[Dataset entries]
%%

//! Create and edit forms

use super::{escape_html, Fragment, Paths, CONTENT_TARGET};
use crate::row::{Row, Value};
use crate::schema::{ColumnSchema, TableSchema};
use crate::widget::{widget_for, Widget};

/// Render the form for a new row (`existing` is `None`) or an existing one
///
/// The form posts every editable column back to the table's collection endpoint. In
/// edit mode the primary key input is read-only, so the submitted row updates
/// the same record.
pub fn render_form(
    paths: &Paths,
    schema: &TableSchema,
    existing: Option<&Row>,
    title: &str,
    button: &str,
) -> Fragment {
    let inputs: String = schema
        .columns
        .iter()
        .map(|column| {
            let value = existing.and_then(|row| row.get(&column.name));
            let read_only = existing.is_some() && column.is_primary_key;
            render_input(column, value, read_only)
        })
        .collect();

    let action = escape_html(&paths.table(&schema.name));
    let body = format!(
        r#"<section>
  <header>
    <h3>{title}</h3>
  </header>
</section>
<section>
  <form method="POST" action="{action}" hx-post="{action}" hx-target="{target}" hx-swap="innerHTML">
{inputs}    <button type="submit">{button}</button>
  </form>
</section>
"#,
        title = escape_html(title),
        action = action,
        target = CONTENT_TARGET,
        inputs = inputs,
        button = escape_html(button),
    );

    Fragment {
        title: title.to_string(),
        body,
    }
}

fn render_input(column: &ColumnSchema, value: Option<&Value>, read_only: bool) -> String {
    let widget = widget_for(column.semantic_type);
    let name = escape_html(&column.name);

    // Binary data cannot round-trip through a text field; without a name the
    // input is never submitted and the stored bytes are kept.
    if let Some(blob @ Value::Blob { .. }) = value {
        return format!(
            "    <label for=\"field-{name}\">{name}</label>\n    <input type=\"text\" id=\"field-{name}\" value=\"{value}\" disabled />\n",
            name = name,
            value = escape_html(&blob.to_string())
        );
    }

    let mut attributes = format!(
        r#"type="{}" id="field-{name}" name="{name}""#,
        widget.input_type(),
        name = name
    );

    match widget {
        // A checkbox always submits "true"; unchecked boxes are not submitted.
        Widget::Checkbox => {
            attributes.push_str(r#" value="true""#);
            if matches!(value, Some(Value::Bool(true))) {
                attributes.push_str(" checked");
            }
        }
        Widget::Number | Widget::Text => {
            let text = value.map(ToString::to_string).unwrap_or_default();
            attributes.push_str(&format!(
                r#" placeholder="{}" value="{}""#,
                name,
                escape_html(&text)
            ));
            if widget == Widget::Number {
                attributes.push_str(r#" step="any""#);
            }
        }
    }

    if read_only {
        attributes.push_str(" readonly");
    }

    format!(
        "    <label for=\"field-{name}\">{name}</label>\n    <input {attributes} />\n",
        name = name,
        attributes = attributes
    )
}
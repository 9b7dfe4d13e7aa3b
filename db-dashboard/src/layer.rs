//! DashboardLayer - Main Axum integration layer
//!
//! This module provides the main entry point for integrating the dashboard
//! into an Axum application.

use crate::config::DashboardConfig;
use crate::database::DataSource;
use crate::dispatcher::Dashboard;
use crate::Result;
use axum::{routing::get, Router};
use std::sync::Arc;
use tower_http::cors::CorsLayer;
use tower_http::trace::TraceLayer;

#[cfg(feature = "sqlite")]
use crate::database::sqlite::SqliteProvider;

use crate::api::{
    delete_row_handler, edit_row_handler, index_handler, list_rows_handler, new_row_handler,
    save_row_handler,
};

/// Main layer for integrating the dashboard into an Axum application
///
/// Construction discovers and validates the schema, so by the time a router
/// exists every table it serves is known.
///
/// # Example
///
/// ```rust,no_run
/// use axum::Router;
/// use db_dashboard::{DashboardConfig, DashboardLayer};
/// use sqlx::SqlitePool;
///
/// # async fn example() {
/// let pool = SqlitePool::connect("sqlite::memory:").await.unwrap();
/// let dashboard = DashboardLayer::sqlite(pool, DashboardConfig::default()).await.unwrap();
/// let app = Router::new().merge(dashboard.into_router());
/// # }
/// ```
pub struct DashboardLayer<DB: DataSource> {
    dashboard: Arc<Dashboard<DB>>,
}

impl<DB: DataSource> DashboardLayer<DB> {
    /// Discover the schema of `source` and prepare the dashboard
    ///
    /// # Arguments
    ///
    /// * `source` - The data source implementation
    /// * `config` - Mount path, title and page size
    pub async fn new(source: DB, config: DashboardConfig) -> Result<Self> {
        let dashboard = Dashboard::connect(source, config).await?;
        Ok(Self::from_dashboard(dashboard))
    }

    /// Wrap an already built dashboard
    pub fn from_dashboard(dashboard: Dashboard<DB>) -> Self {
        Self {
            dashboard: Arc::new(dashboard),
        }
    }

    pub fn dashboard(&self) -> &Dashboard<DB> {
        &self.dashboard
    }

    /// Convert into an Axum Router that can be merged
    ///
    /// The returned router includes, under the configured base path:
    /// - `GET /` welcome page
    /// - `GET /tables/{table}` list view
    /// - `GET /tables/{table}/new` create form
    /// - `GET /tables/{table}/{id}` edit form
    /// - `POST /tables/{table}` save a row
    /// - `DELETE /tables/{table}/{id}` delete a row
    /// - Request tracing and permissive CORS middleware for development
    pub fn into_router(self) -> Router {
        let base_path = self
            .dashboard
            .config()
            .base_path
            .trim_end_matches('/')
            .to_string();

        // Note: Axum 0.8 uses {param} syntax instead of :param
        let routes = Router::new()
            .route("/", get(index_handler::<DB>))
            .route(
                "/tables/{table}",
                get(list_rows_handler::<DB>).post(save_row_handler::<DB>),
            )
            .route("/tables/{table}/new", get(new_row_handler::<DB>))
            .route(
                "/tables/{table}/{id}",
                get(edit_row_handler::<DB>).delete(delete_row_handler::<DB>),
            )
            .with_state(self.dashboard);

        // Axum refuses to nest at the root
        let router = if base_path.is_empty() {
            routes
        } else {
            Router::new().nest(&base_path, routes)
        };

        router
            .layer(TraceLayer::new_for_http())
            .layer(CorsLayer::permissive())
    }
}

#[cfg(feature = "sqlite")]
impl DashboardLayer<SqliteProvider> {
    /// Create a dashboard for SQLite
    ///
    /// # Arguments
    ///
    /// * `pool` - The SQLite connection pool
    /// * `config` - Mount path, title and page size
    pub async fn sqlite(pool: sqlx::SqlitePool, config: DashboardConfig) -> Result<Self> {
        Self::new(SqliteProvider::new(pool), config).await
    }
}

%%

Your assignment
In the entries above, find the line with "Ok(Self::from_dashboard(dashboard))" and the line with "delete a row", then restate word for word both of them and every line between, with nothing more.

Your response
        Ok(Self::from_dashboard(dashboard))
    }

    /// Wrap an already built dashboard
    pub fn from_dashboard(dashboard: Dashboard<DB>) -> Self {
        Self {
            dashboard: Arc::new(dashboard),
        }
    }

    pub fn dashboard(&self) -> &Dashboard<DB> {
        &self.dashboard
    }

    /// Convert into an Axum Router that can be merged
    ///
    /// The returned router includes, under the configured base path:
    /// - `GET /` welcome page
    /// - `GET /tables/{table}` list view
    /// - `GET /tables/{table}/new` create form
    /// - `GET /tables/{table}/{id}` edit form
    /// - `POST /tables/{table}` save a row
    /// - `DELETE /tables/{table}/{id}` delete a row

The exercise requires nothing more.